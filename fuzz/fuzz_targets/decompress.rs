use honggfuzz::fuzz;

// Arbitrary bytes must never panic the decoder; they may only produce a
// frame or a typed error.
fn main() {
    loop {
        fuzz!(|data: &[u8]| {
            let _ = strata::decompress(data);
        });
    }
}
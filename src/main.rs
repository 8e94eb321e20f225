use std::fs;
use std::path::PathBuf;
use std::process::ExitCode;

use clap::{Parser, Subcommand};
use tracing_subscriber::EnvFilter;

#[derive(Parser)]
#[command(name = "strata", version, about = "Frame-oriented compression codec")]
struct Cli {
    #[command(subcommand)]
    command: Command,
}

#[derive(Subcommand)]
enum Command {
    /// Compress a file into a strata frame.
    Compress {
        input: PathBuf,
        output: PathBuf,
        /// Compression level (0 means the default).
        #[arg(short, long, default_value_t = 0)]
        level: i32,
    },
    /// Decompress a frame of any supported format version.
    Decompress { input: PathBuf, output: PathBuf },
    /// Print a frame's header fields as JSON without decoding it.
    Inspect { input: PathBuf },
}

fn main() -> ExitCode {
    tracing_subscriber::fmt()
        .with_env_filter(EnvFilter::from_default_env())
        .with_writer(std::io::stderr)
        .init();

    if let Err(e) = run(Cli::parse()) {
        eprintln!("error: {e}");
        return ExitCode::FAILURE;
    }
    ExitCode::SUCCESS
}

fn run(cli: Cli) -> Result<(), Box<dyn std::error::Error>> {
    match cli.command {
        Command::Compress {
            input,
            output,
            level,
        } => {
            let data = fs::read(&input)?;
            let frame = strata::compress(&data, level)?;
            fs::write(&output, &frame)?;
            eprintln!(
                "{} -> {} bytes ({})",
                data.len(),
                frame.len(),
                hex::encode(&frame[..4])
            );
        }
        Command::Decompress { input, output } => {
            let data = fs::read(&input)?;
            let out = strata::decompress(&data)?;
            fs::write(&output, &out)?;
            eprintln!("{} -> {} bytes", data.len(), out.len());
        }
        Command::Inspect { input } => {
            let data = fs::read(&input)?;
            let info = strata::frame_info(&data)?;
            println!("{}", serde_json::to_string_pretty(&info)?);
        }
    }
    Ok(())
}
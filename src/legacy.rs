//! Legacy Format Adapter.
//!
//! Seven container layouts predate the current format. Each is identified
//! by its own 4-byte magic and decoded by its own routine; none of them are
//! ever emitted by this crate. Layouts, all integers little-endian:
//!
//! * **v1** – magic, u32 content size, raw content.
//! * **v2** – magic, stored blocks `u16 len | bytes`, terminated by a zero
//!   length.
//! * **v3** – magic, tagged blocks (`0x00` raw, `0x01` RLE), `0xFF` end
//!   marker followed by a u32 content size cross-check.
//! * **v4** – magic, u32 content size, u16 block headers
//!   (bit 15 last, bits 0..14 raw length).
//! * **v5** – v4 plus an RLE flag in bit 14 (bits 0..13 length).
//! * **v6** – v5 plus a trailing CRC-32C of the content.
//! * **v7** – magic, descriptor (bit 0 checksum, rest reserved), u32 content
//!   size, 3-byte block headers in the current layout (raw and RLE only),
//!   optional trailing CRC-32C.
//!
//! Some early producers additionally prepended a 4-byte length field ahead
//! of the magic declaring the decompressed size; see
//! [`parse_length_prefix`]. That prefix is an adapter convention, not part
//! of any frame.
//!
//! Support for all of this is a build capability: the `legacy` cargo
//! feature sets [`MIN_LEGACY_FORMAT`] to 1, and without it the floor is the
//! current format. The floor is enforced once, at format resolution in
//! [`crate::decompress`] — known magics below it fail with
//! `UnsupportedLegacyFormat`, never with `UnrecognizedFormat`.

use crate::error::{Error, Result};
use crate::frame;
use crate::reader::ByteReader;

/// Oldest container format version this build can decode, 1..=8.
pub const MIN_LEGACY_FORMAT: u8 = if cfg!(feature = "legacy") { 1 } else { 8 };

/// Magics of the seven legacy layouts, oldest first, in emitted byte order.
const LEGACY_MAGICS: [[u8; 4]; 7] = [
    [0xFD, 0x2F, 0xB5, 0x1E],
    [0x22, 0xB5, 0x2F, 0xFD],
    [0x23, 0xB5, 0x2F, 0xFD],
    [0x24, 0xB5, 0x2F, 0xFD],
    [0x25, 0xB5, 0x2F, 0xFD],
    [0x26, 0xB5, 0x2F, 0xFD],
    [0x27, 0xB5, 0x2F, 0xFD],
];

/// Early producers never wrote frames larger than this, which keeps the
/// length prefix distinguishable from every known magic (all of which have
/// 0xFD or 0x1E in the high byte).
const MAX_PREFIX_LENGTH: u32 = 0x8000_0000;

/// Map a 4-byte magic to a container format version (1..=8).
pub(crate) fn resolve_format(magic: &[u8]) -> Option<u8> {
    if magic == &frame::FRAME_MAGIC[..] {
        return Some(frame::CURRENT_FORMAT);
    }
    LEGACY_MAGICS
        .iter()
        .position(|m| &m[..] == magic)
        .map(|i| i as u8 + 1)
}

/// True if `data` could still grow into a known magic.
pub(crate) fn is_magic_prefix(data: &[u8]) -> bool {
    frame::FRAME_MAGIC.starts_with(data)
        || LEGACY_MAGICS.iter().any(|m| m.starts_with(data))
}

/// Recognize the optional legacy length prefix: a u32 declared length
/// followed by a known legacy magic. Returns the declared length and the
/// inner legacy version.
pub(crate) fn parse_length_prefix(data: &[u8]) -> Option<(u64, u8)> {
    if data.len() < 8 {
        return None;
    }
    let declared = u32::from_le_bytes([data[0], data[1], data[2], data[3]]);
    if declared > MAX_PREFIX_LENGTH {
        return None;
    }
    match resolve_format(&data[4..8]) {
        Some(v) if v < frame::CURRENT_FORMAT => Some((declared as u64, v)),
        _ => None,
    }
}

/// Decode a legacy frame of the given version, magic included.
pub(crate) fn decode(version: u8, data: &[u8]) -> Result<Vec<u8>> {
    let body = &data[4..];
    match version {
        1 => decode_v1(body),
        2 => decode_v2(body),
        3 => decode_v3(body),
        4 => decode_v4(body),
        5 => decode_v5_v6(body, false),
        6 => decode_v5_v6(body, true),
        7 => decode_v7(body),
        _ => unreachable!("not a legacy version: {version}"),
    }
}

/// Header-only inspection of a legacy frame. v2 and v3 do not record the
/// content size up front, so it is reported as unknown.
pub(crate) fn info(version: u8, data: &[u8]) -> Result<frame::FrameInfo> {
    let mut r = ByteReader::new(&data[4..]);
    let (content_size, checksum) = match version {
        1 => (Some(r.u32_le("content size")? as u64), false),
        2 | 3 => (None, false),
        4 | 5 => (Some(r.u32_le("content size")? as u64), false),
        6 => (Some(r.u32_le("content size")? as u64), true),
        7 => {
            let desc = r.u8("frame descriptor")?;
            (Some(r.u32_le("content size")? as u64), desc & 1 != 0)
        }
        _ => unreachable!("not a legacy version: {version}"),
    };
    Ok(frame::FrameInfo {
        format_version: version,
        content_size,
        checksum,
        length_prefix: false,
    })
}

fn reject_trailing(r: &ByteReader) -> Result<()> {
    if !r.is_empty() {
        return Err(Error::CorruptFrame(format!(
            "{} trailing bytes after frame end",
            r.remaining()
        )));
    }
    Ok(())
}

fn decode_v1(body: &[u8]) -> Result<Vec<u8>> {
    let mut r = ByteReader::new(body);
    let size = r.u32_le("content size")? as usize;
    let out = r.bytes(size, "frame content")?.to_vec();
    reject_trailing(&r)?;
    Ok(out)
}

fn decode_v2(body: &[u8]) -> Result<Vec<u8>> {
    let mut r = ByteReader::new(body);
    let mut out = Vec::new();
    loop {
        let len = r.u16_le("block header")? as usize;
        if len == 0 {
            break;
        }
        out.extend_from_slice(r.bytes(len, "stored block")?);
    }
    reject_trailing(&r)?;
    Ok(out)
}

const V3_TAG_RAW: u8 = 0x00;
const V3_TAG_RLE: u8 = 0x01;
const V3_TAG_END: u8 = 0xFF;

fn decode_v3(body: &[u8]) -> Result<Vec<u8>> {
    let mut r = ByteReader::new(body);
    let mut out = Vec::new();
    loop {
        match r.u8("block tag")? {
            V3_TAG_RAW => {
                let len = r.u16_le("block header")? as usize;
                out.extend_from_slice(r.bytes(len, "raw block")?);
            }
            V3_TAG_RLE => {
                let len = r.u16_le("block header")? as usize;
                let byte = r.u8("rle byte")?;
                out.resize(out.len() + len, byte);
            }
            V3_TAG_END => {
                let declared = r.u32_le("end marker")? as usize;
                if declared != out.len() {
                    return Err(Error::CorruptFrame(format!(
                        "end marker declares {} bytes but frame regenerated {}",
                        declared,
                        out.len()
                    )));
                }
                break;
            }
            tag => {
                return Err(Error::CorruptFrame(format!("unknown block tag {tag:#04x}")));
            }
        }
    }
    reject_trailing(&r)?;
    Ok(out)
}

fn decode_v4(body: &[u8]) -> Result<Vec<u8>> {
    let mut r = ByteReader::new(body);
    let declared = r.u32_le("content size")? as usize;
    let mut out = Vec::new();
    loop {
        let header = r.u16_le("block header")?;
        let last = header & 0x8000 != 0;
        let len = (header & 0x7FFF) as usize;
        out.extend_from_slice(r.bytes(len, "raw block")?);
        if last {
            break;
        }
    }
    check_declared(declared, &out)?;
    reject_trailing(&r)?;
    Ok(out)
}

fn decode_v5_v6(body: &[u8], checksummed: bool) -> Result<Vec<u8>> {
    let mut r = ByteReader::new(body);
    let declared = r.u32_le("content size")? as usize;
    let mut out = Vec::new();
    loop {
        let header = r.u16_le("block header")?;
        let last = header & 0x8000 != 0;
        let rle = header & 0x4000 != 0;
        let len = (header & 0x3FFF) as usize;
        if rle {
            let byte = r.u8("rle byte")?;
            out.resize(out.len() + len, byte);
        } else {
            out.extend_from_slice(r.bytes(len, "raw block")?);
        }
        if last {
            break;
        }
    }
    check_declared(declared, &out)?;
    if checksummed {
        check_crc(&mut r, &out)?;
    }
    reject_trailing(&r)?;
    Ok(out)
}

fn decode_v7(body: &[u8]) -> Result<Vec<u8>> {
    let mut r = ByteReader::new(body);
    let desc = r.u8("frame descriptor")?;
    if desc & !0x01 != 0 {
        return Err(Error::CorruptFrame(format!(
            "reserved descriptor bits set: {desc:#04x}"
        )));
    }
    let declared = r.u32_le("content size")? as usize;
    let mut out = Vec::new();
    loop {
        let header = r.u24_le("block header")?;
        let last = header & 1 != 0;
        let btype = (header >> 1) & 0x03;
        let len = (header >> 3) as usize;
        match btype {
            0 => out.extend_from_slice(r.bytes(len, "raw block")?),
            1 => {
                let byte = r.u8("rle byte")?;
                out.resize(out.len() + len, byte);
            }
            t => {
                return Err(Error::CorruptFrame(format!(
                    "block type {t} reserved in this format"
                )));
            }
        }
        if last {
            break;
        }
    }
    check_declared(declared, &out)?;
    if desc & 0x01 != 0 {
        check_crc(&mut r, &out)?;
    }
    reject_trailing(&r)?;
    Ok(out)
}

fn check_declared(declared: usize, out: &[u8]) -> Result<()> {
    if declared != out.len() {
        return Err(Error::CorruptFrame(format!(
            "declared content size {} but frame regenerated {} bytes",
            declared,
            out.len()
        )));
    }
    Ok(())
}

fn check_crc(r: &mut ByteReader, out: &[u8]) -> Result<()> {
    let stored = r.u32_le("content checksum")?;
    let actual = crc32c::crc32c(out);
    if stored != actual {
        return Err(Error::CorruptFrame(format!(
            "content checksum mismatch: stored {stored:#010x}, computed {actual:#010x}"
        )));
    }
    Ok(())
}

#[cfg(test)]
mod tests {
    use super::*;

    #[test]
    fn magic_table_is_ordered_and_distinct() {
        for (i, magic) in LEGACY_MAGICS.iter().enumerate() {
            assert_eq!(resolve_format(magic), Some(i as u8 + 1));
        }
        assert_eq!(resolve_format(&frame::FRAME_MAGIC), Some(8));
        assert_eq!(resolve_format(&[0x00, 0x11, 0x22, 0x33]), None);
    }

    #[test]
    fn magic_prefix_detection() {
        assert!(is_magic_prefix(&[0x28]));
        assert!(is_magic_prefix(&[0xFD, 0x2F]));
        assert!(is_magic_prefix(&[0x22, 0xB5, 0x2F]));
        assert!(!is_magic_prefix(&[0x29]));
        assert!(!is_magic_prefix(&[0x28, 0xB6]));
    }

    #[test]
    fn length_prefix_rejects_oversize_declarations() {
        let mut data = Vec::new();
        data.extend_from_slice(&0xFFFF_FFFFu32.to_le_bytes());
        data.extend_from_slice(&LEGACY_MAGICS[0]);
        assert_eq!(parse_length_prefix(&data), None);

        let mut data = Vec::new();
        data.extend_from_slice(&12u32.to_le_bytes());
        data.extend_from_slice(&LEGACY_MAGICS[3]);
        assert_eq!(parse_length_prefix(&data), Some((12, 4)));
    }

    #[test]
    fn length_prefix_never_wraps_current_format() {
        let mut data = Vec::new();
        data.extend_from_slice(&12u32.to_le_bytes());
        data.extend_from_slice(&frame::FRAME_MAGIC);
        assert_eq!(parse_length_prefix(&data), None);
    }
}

------------

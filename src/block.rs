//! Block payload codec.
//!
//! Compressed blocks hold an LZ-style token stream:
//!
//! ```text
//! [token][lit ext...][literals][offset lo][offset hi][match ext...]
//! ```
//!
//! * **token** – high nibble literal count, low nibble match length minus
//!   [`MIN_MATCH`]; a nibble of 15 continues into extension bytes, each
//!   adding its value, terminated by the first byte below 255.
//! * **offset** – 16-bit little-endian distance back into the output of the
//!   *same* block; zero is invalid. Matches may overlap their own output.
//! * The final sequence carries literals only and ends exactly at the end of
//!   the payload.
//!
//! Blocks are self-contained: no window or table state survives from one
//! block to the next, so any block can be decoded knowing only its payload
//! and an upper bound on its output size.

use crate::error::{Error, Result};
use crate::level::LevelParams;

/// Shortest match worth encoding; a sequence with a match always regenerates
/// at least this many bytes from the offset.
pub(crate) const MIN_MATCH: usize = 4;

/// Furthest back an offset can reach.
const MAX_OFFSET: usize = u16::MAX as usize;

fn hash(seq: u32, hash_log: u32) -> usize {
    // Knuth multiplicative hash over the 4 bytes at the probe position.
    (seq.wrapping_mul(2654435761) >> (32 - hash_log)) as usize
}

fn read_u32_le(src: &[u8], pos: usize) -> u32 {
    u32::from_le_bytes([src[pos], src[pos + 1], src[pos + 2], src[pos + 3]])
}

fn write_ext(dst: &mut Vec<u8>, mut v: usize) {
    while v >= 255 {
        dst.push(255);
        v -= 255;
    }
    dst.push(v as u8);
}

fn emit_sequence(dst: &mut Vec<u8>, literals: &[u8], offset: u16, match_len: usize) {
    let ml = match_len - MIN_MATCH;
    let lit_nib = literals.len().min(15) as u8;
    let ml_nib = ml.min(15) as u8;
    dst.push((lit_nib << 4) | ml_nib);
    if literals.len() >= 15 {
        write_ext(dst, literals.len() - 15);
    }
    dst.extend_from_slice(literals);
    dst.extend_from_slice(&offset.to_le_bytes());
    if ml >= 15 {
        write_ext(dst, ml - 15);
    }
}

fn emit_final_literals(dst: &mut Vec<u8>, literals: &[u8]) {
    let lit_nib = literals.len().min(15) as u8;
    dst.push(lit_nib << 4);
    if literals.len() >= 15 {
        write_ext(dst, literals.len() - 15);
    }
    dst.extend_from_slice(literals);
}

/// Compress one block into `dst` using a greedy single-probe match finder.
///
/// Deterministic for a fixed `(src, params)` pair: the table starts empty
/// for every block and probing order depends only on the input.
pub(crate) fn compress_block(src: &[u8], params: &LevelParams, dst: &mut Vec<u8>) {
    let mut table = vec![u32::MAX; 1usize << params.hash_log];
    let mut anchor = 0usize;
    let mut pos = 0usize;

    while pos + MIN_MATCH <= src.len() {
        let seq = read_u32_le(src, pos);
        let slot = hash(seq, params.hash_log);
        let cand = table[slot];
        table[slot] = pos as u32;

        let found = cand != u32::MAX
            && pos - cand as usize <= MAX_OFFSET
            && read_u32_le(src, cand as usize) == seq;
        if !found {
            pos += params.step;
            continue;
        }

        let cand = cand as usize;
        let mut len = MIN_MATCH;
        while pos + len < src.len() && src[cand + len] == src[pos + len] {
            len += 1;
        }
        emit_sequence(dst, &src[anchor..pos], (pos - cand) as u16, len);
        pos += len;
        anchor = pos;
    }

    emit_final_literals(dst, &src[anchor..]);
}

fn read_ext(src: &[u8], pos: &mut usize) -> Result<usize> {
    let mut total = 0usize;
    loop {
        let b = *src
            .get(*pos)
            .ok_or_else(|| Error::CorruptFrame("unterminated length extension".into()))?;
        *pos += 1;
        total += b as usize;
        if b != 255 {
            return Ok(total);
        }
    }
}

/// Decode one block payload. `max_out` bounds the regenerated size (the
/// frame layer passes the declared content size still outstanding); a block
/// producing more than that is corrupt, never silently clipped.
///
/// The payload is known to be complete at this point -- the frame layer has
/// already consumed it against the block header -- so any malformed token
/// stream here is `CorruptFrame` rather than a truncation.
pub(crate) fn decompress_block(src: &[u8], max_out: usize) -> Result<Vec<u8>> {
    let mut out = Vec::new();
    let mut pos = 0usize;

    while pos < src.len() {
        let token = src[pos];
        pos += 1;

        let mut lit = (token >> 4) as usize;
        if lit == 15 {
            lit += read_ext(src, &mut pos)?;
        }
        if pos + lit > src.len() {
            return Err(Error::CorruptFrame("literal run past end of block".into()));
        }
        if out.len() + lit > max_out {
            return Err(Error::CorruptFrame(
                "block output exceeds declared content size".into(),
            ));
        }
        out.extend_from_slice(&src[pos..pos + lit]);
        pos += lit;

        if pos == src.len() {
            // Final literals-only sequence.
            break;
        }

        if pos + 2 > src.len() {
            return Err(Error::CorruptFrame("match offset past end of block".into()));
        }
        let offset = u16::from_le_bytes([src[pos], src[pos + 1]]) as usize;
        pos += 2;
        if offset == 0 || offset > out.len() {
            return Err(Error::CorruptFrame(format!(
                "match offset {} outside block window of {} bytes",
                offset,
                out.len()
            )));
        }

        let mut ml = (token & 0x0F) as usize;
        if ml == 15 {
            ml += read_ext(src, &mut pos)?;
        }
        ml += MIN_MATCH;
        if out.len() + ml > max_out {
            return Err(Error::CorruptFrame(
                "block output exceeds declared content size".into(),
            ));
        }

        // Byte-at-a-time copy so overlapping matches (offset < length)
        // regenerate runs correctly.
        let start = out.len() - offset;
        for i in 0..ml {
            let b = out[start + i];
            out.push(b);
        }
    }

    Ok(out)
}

------------

◆ Exercise prompt
Whenever a line in the records above contains the string "fuzz", copy that line.

◆ Output below
filename fuzz/fuzz_targets/decompress.rs
use honggfuzz::fuzz;
        fuzz!(|data: &[u8]| {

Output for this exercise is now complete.